Comparative efficacy of antiherpes drugs against various strains of varicella-zoster virus

Abstract

Twenty antiherpes compounds were compared for their inhibitory activities against five laboratory strains and five clinical isolates of varicella-zoster virus (VZV) in human embryo fibroblast cultures. E-5-(2-bromovinyl)-1-β-D-arabinofuranosyluracil (BVaraU), E-5-(2-iodovinyl)-2'-deoxyuridine (IVDU), and E-5-(2-bromovinyl)-2'-deoxyuridine (BVDU) were the most effective. The average values of the 50% inhibitory dose (ID50) for VZV replication were 0.0013, 0.0015, and 0.0024 μg.ml, respectively. 1-β-D-Arabinofuranosyladenine and 9-(2-hydroxyethoxymethyl)guanine were 1.2 and 3.4 times less effective than 5-iodo-2'-deoxyuridine (IDU).

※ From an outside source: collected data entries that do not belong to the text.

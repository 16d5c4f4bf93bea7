use proptest::prelude::*;
use valve::{Context, Value, OPEN_USER};

// --- Fixed data schema ---
// data.n      : number (-50..=50)
// data.s      : string, one of NAMES
// data.flag   : bool
// data.tags   : array of NAMES
// user.id     : one of NAMES or "open"

pub const NAMES: &[&str] = &["egon", "peter", "ray", "winston"];
const USERS: &[&str] = &["egon", "peter", "ray", "winston", OPEN_USER];

/// A path template made only of literal characters.
pub fn arb_literal_path() -> impl Strategy<Value = String> {
    "[a-z0-9_-][a-z0-9/_.-]{0,24}"
}

/// Generate a context that aligns with the fixed data schema.
pub fn arb_context() -> impl Strategy<Value = Context> {
    (
        -50_i64..=50,
        prop::sample::select(NAMES),
        any::<bool>(),
        prop::collection::vec(prop::sample::select(NAMES), 0..4),
        prop::sample::select(USERS),
    )
        .prop_map(|(n, s, flag, tags, user)| {
            let data = Value::object([
                ("n", Value::from(n)),
                ("s", Value::from(s)),
                ("flag", Value::Bool(flag)),
                (
                    "tags",
                    Value::Array(tags.into_iter().map(Value::from).collect()),
                ),
            ]);
            Context::new().with_user(user, Value::Null).with_data(data)
        })
}

fn arb_operand() -> impl Strategy<Value = String> {
    prop_oneof![
        Just("data.n".to_owned()),
        Just("data.s".to_owned()),
        Just("data.flag".to_owned()),
        Just("data.tags.length".to_owned()),
        Just("user.id".to_owned()),
        Just("user.isAuthenticated".to_owned()),
        Just("null".to_owned()),
        Just("undefined".to_owned()),
        (-50_i64..=50).prop_map(|n| n.to_string()),
        prop::sample::select(NAMES).prop_map(|s| format!("'{s}'")),
    ]
}

fn arb_leaf() -> impl Strategy<Value = String> {
    prop_oneof![
        arb_operand(),
        (
            arb_operand(),
            prop::sample::select(&["===", "!==", "==", "!=", "<", "<=", ">", ">=", "+", "-", "*", "%"][..]),
            arb_operand(),
        )
            .prop_map(|(l, op, r)| format!("{l} {op} {r}")),
        prop::sample::select(NAMES).prop_map(|s| format!("data.tags.includes('{s}')")),
        prop::sample::select(NAMES).prop_map(|s| format!("data.s.startsWith('{}')", &s[..1])),
        Just("data.s.toUpperCase().length > 3".to_owned()),
    ]
}

/// Rule source built from the schema fields, operators and methods.
pub fn arb_rule_source() -> impl Strategy<Value = String> {
    arb_leaf().prop_recursive(4, 32, 3, |inner| {
        prop_oneof![
            (inner.clone(), inner.clone()).prop_map(|(l, r)| format!("({l}) && ({r})")),
            (inner.clone(), inner.clone()).prop_map(|(l, r)| format!("({l}) || ({r})")),
            inner.clone().prop_map(|e| format!("!({e})")),
            (inner.clone(), inner.clone(), inner).prop_map(|(c, a, b)| format!("({c}) ? ({a}) : ({b})")),
        ]
    })
}
fn call_method(receiver: &Value, method: Method, args: &[Cow<'_, Value>]) -> Result<Value, EvaluationError> {
    let arg: &Value = args.first().map_or(&UNDEFINED_VALUE, |a| &**a);
    match (receiver, method) {
        (Value::Undefined | Value::Null, _) => Err(EvaluationError::NullishProperty {
            property: method.name().to_owned(),
            target: receiver.type_name(),
        }),
        (Value::String(s), Method::StartsWith) => Ok(Value::Bool(s.starts_with(&arg.to_js_string()))),
        (Value::String(s), Method::EndsWith) => Ok(Value::Bool(s.ends_with(&arg.to_js_string()))),
        (Value::String(s), Method::Includes) => Ok(Value::Bool(s.contains(&arg.to_js_string()))),
        (Value::String(s), Method::IndexOf) => Ok(Value::Number(
            s.find(&arg.to_js_string())
                .map_or(-1.0, |byte| char_count(&s[..byte])),
        )),
        (Value::String(s), Method::Match) => regex_match(s, &arg.to_js_string()),
        (Value::String(s), Method::ToUpperCase) => Ok(Value::String(s.to_uppercase())),
        (Value::String(s), Method::ToLowerCase) => Ok(Value::String(s.to_lowercase())),
        (Value::String(s), Method::Trim) => Ok(Value::String(s.trim().to_owned())),
        (Value::Array(items), Method::Includes) => {
            Ok(Value::Bool(items.iter().any(|item| same_value_zero(item, arg))))
        }
        (Value::Array(items), Method::IndexOf) => Ok(Value::Number(
            items
                .iter()
                .position(|item| item.strict_equals(arg))
                .map_or(-1.0, index_to_number),
        )),
        _ => Err(EvaluationError::NotAFunction {
            method: method.name(),
            receiver: receiver.type_name(),
        }),
    }
}

/// `includes` treats `NaN` as equal to itself, unlike `===`.
fn same_value_zero(a: &Value, b: &Value) -> bool {
    match (a, b) {
        (Value::Number(x), Value::Number(y)) if x.is_nan() && y.is_nan() => true,
        _ => a.strict_equals(b),
    }
}
use std::fmt;

use serde::{Deserialize, Serialize};

use crate::{Action, Message, Topic, ValveError};

/// Top-level sections of the rule configuration tree.
#[derive(Debug, Clone, Copy, PartialEq, Eq, Hash, Serialize, Deserialize)]
#[serde(rename_all = "lowercase")]
pub enum Section {
    Record,
    Event,
    Rpc,
}

impl Section {
    pub const ALL: [Section; 3] = [Section::Record, Section::Event, Section::Rpc];

    #[must_use]
    pub fn as_str(self) -> &'static str {
        match self {
            Section::Record => "record",
            Section::Event => "event",
            Section::Rpc => "rpc",
        }
    }

    #[must_use]
    pub fn from_name(name: &str) -> Option<Self> {
        Self::ALL.into_iter().find(|s| s.as_str() == name)
    }

    /// Rule types a path in this section may declare.
    #[must_use]
    pub fn rule_types(self) -> &'static [RuleType] {
        match self {
            Section::Record => &[
                RuleType::Create,
                RuleType::Read,
                RuleType::Write,
                RuleType::Delete,
                RuleType::Listen,
                RuleType::Notify,
            ],
            Section::Event => &[RuleType::Publish, RuleType::Subscribe, RuleType::Listen],
            Section::Rpc => &[RuleType::Provide, RuleType::Request],
        }
    }

    #[must_use]
    pub fn supports(self, rule_type: RuleType) -> bool {
        self.rule_types().contains(&rule_type)
    }
}

impl fmt::Display for Section {
    fn fmt(&self, f: &mut fmt::Formatter<'_>) -> fmt::Result {
        f.write_str(self.as_str())
    }
}

/// High-level permission a group of similar actions maps to.
#[derive(Debug, Clone, Copy, PartialEq, Eq, Hash, Serialize, Deserialize)]
#[serde(rename_all = "lowercase")]
pub enum RuleType {
    Create,
    Read,
    Write,
    Delete,
    Listen,
    Notify,
    Publish,
    Subscribe,
    Provide,
    Request,
}

struct Visibility {
    data: bool,
    old_data: bool,
}

impl RuleType {
    pub const ALL: [RuleType; 10] = [
        RuleType::Create,
        RuleType::Read,
        RuleType::Write,
        RuleType::Delete,
        RuleType::Listen,
        RuleType::Notify,
        RuleType::Publish,
        RuleType::Subscribe,
        RuleType::Provide,
        RuleType::Request,
    ];

    #[must_use]
    pub fn as_str(self) -> &'static str {
        match self {
            RuleType::Create => "create",
            RuleType::Read => "read",
            RuleType::Write => "write",
            RuleType::Delete => "delete",
            RuleType::Listen => "listen",
            RuleType::Notify => "notify",
            RuleType::Publish => "publish",
            RuleType::Subscribe => "subscribe",
            RuleType::Provide => "provide",
            RuleType::Request => "request",
        }
    }

    #[must_use]
    pub fn from_name(name: &str) -> Option<Self> {
        Self::ALL.into_iter().find(|t| t.as_str() == name)
    }

    fn visibility(self) -> Visibility {
        let (data, old_data) = match self {
            RuleType::Create | RuleType::Listen | RuleType::Notify | RuleType::Provide => {
                (false, false)
            }
            RuleType::Read | RuleType::Delete => (false, true),
            RuleType::Write => (true, true),
            RuleType::Publish | RuleType::Subscribe | RuleType::Request => (true, false),
        };
        Visibility { data, old_data }
    }

    /// Whether rules of this type may reference `data`.
    #[must_use]
    pub fn supports_data(self) -> bool {
        self.visibility().data
    }

    /// Whether rules of this type may reference `oldData`.
    #[must_use]
    pub fn supports_old_data(self) -> bool {
        self.visibility().old_data
    }
}

impl fmt::Display for RuleType {
    fn fmt(&self, f: &mut fmt::Formatter<'_>) -> fmt::Result {
        f.write_str(self.as_str())
    }
}

/// Which rule decides a message.
#[derive(Debug, Clone, Copy, PartialEq, Eq)]
pub struct RuleSpecification {
    pub section: Section,
    pub rule_type: RuleType,
    pub action: Action,
}

/// Map a message to the rule that gates it.
///
/// `Ok(None)` means the action is never permission-checked (unsubscribing,
/// answering an RPC, presence queries) and is allowed.
///
/// # Errors
///
/// [`ValveError::UnmappedAction`] for actions that don't belong to the
/// message's topic.
pub fn rule_specification(message: &Message) -> Result<Option<RuleSpecification>, ValveError> {
    use Action as A;

    let mapped = match (message.topic, message.action) {
        (Topic::Record, A::Subscribe | A::SubscribeAndHead | A::SubscribeAndRead | A::Read | A::Head) => {
            Some((Section::Record, RuleType::Read))
        }
        (Topic::Record, A::Listen) => Some((Section::Record, RuleType::Listen)),
        (Topic::Record, A::Create) => Some((Section::Record, RuleType::Create)),
        (Topic::Record, A::Update | A::Patch) => Some((Section::Record, RuleType::Write)),
        (Topic::Record, A::Notify) => Some((Section::Record, RuleType::Notify)),
        (Topic::Record, A::Delete) => Some((Section::Record, RuleType::Delete)),
        (Topic::Record, A::Unsubscribe | A::Unlisten) => None,

        (Topic::Event, A::Listen) => Some((Section::Event, RuleType::Listen)),
        (Topic::Event, A::Subscribe) => Some((Section::Event, RuleType::Subscribe)),
        (Topic::Event, A::Emit) => Some((Section::Event, RuleType::Publish)),
        (Topic::Event, A::Unsubscribe | A::Unlisten) => None,

        (Topic::Rpc, A::Provide) => Some((Section::Rpc, RuleType::Provide)),
        (Topic::Rpc, A::Request) => Some((Section::Rpc, RuleType::Request)),
        (Topic::Rpc, A::Unprovide | A::Response) => None,

        (Topic::Presence, A::Subscribe | A::Unsubscribe | A::SubscribeAll | A::Query | A::QueryAll) => None,

        (topic, action) => return Err(ValveError::UnmappedAction { topic, action }),
    };

    Ok(mapped.map(|(section, rule_type)| RuleSpecification {
        section,
        rule_type,
        action: message.action,
    }))
}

The selectivity indexes (ratio of ID50 for host-cell DNA synthesis to ID50 for VZV replication) of BVaraU, IVDU, and BVDU were between 41,000 and 67,000, whereas those of cytosine arabinoside, IDU, and 5-bromo-2'-deoxyuridine were <1.1. BVaraU, and BVDU were the most potent and the most selective inhibitors of VZV activity. A deoxythymidine kinase-deficient mutant of VZV was resistant to most of the commpounds tested at concentrations to 36,000 times greater than the average ID50 for strains that were not deficient.